**Exercise objective:** In this exercise, each record below is to be written out again exactly.
►
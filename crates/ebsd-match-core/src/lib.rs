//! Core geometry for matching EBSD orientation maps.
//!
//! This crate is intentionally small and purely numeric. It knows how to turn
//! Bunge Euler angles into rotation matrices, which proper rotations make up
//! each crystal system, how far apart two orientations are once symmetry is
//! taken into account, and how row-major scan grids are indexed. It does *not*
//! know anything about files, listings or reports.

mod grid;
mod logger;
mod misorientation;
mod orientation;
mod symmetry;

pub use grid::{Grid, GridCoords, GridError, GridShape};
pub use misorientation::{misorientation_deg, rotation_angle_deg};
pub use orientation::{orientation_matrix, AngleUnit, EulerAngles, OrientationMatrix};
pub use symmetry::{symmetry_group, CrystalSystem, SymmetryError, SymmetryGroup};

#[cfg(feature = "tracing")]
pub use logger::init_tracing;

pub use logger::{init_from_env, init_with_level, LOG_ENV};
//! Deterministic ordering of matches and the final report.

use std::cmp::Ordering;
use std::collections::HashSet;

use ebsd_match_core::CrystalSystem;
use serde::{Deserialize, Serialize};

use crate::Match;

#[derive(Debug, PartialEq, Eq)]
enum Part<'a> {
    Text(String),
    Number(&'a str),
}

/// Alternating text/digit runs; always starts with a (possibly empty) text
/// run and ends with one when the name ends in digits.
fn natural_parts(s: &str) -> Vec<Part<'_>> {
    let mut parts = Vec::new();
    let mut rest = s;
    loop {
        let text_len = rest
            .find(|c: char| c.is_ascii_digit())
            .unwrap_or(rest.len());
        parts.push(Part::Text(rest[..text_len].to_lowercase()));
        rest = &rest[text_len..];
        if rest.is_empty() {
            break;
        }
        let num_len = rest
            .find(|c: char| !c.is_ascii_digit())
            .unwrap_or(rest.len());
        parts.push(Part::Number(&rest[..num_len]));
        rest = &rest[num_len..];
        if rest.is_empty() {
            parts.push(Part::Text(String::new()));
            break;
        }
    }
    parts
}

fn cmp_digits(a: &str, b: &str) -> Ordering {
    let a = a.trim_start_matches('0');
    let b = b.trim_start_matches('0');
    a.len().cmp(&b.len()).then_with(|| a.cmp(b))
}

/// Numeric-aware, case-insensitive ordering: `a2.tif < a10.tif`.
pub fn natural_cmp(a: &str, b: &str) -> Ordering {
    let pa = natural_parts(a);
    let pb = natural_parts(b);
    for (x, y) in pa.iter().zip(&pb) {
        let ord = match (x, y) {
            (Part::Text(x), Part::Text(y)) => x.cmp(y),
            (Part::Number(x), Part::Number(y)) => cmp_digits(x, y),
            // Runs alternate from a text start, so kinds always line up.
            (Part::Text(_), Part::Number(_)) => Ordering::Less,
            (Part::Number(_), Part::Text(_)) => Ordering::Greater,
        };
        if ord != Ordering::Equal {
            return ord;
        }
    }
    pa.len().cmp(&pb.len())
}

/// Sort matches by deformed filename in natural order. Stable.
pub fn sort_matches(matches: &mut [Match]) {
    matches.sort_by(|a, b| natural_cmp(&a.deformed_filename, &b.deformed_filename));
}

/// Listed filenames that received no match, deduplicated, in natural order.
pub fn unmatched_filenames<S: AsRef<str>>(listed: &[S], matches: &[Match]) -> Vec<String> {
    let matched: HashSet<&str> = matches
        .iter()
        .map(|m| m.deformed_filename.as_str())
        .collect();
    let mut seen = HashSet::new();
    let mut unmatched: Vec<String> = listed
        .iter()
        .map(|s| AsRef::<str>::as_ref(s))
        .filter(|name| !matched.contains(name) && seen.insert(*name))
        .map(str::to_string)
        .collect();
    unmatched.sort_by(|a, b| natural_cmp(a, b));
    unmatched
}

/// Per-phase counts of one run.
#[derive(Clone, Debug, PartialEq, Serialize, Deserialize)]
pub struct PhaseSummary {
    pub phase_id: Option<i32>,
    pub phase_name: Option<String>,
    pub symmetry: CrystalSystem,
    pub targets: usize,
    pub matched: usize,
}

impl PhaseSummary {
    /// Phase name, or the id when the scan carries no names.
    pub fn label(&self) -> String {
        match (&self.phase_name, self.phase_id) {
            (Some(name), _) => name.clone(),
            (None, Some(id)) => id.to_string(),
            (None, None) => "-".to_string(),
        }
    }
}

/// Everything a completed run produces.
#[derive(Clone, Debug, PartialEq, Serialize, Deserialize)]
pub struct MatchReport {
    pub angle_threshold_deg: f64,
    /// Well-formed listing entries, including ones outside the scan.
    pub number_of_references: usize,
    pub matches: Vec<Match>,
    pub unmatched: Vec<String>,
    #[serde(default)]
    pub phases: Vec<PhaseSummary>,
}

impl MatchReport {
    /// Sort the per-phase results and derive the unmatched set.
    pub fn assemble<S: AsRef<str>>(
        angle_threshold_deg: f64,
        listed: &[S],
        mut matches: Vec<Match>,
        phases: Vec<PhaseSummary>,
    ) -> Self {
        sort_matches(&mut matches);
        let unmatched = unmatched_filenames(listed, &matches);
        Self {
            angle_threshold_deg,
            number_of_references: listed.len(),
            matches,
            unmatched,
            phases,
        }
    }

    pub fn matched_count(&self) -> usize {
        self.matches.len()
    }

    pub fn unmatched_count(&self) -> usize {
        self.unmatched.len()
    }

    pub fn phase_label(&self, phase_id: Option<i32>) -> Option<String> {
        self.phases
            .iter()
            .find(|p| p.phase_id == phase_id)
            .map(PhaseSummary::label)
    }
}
◄
**Exercise result:**
filename crates/ebsd-match-core/src/lib.rs
//! Core geometry for matching EBSD orientation maps.
//!
//! This crate is intentionally small and purely numeric. It knows how to turn
//! Bunge Euler angles into rotation matrices, which proper rotations make up
//! each crystal system, how far apart two orientations are once symmetry is
//! taken into account, and how row-major scan grids are indexed. It does *not*
//! know anything about files, listings or reports.

mod grid;
mod logger;
mod misorientation;
mod orientation;
mod symmetry;

pub use grid::{Grid, GridCoords, GridError, GridShape};
pub use misorientation::{misorientation_deg, rotation_angle_deg};
pub use orientation::{orientation_matrix, AngleUnit, EulerAngles, OrientationMatrix};
pub use symmetry::{symmetry_group, CrystalSystem, SymmetryError, SymmetryGroup};

#[cfg(feature = "tracing")]
pub use logger::init_tracing;

pub use logger::{init_from_env, init_with_level, LOG_ENV};
//! Deterministic ordering of matches and the final report.

use std::cmp::Ordering;
use std::collections::HashSet;

use ebsd_match_core::CrystalSystem;
use serde::{Deserialize, Serialize};

use crate::Match;

#[derive(Debug, PartialEq, Eq)]
enum Part<'a> {
    Text(String),
    Number(&'a str),
}

/// Alternating text/digit runs; always starts with a (possibly empty) text
/// run and ends with one when the name ends in digits.
fn natural_parts(s: &str) -> Vec<Part<'_>> {
    let mut parts = Vec::new();
    let mut rest = s;
    loop {
        let text_len = rest
            .find(|c: char| c.is_ascii_digit())
            .unwrap_or(rest.len());
        parts.push(Part::Text(rest[..text_len].to_lowercase()));
        rest = &rest[text_len..];
        if rest.is_empty() {
            break;
        }
        let num_len = rest
            .find(|c: char| !c.is_ascii_digit())
            .unwrap_or(rest.len());
        parts.push(Part::Number(&rest[..num_len]));
        rest = &rest[num_len..];
        if rest.is_empty() {
            parts.push(Part::Text(String::new()));
            break;
        }
    }
    parts
}

fn cmp_digits(a: &str, b: &str) -> Ordering {
    let a = a.trim_start_matches('0');
    let b = b.trim_start_matches('0');
    a.len().cmp(&b.len()).then_with(|| a.cmp(b))
}

/// Numeric-aware, case-insensitive ordering: `a2.tif < a10.tif`.
pub fn natural_cmp(a: &str, b: &str) -> Ordering {
    let pa = natural_parts(a);
    let pb = natural_parts(b);
    for (x, y) in pa.iter().zip(&pb) {
        let ord = match (x, y) {
            (Part::Text(x), Part::Text(y)) => x.cmp(y),
            (Part::Number(x), Part::Number(y)) => cmp_digits(x, y),
            // Runs alternate from a text start, so kinds always line up.
            (Part::Text(_), Part::Number(_)) => Ordering::Less,
            (Part::Number(_), Part::Text(_)) => Ordering::Greater,
        };
        if ord != Ordering::Equal {
            return ord;
        }
    }
    pa.len().cmp(&pb.len())
}

/// Sort matches by deformed filename in natural order. Stable.
pub fn sort_matches(matches: &mut [Match]) {
    matches.sort_by(|a, b| natural_cmp(&a.deformed_filename, &b.deformed_filename));
}

/// Listed filenames that received no match, deduplicated, in natural order.
pub fn unmatched_filenames<S: AsRef<str>>(listed: &[S], matches: &[Match]) -> Vec<String> {
    let matched: HashSet<&str> = matches
        .iter()
        .map(|m| m.deformed_filename.as_str())
        .collect();
    let mut seen = HashSet::new();
    let mut unmatched: Vec<String> = listed
        .iter()
        .map(|s| AsRef::<str>::as_ref(s))
        .filter(|name| !matched.contains(name) && seen.insert(*name))
        .map(str::to_string)
        .collect();
    unmatched.sort_by(|a, b| natural_cmp(a, b));
    unmatched
}

/// Per-phase counts of one run.
#[derive(Clone, Debug, PartialEq, Serialize, Deserialize)]
pub struct PhaseSummary {
    pub phase_id: Option<i32>,
    pub phase_name: Option<String>,
    pub symmetry: CrystalSystem,
    pub targets: usize,
    pub matched: usize,
}

impl PhaseSummary {
    /// Phase name, or the id when the scan carries no names.
    pub fn label(&self) -> String {
        match (&self.phase_name, self.phase_id) {
            (Some(name), _) => name.clone(),
            (None, Some(id)) => id.to_string(),
            (None, None) => "-".to_string(),
        }
    }
}

/// Everything a completed run produces.
#[derive(Clone, Debug, PartialEq, Serialize, Deserialize)]
pub struct MatchReport {
    pub angle_threshold_deg: f64,
    /// Well-formed listing entries, including ones outside the scan.
    pub number_of_references: usize,
    pub matches: Vec<Match>,
    pub unmatched: Vec<String>,
    #[serde(default)]
    pub phases: Vec<PhaseSummary>,
}

impl MatchReport {
    /// Sort the per-phase results and derive the unmatched set.
    pub fn assemble<S: AsRef<str>>(
        angle_threshold_deg: f64,
        listed: &[S],
        mut matches: Vec<Match>,
        phases: Vec<PhaseSummary>,
    ) -> Self {
        sort_matches(&mut matches);
        let unmatched = unmatched_filenames(listed, &matches);
        Self {
            angle_threshold_deg,
            number_of_references: listed.len(),
            matches,
            unmatched,
            phases,
        }
    }

    pub fn matched_count(&self) -> usize {
        self.matches.len()
    }

    pub fn unmatched_count(&self) -> usize {
        self.unmatched.len()
    }

    pub fn phase_label(&self, phase_id: Option<i32>) -> Option<String> {
        self.phases
            .iter()
            .find(|p| p.phase_id == phase_id)
            .map(PhaseSummary::label)
    }
}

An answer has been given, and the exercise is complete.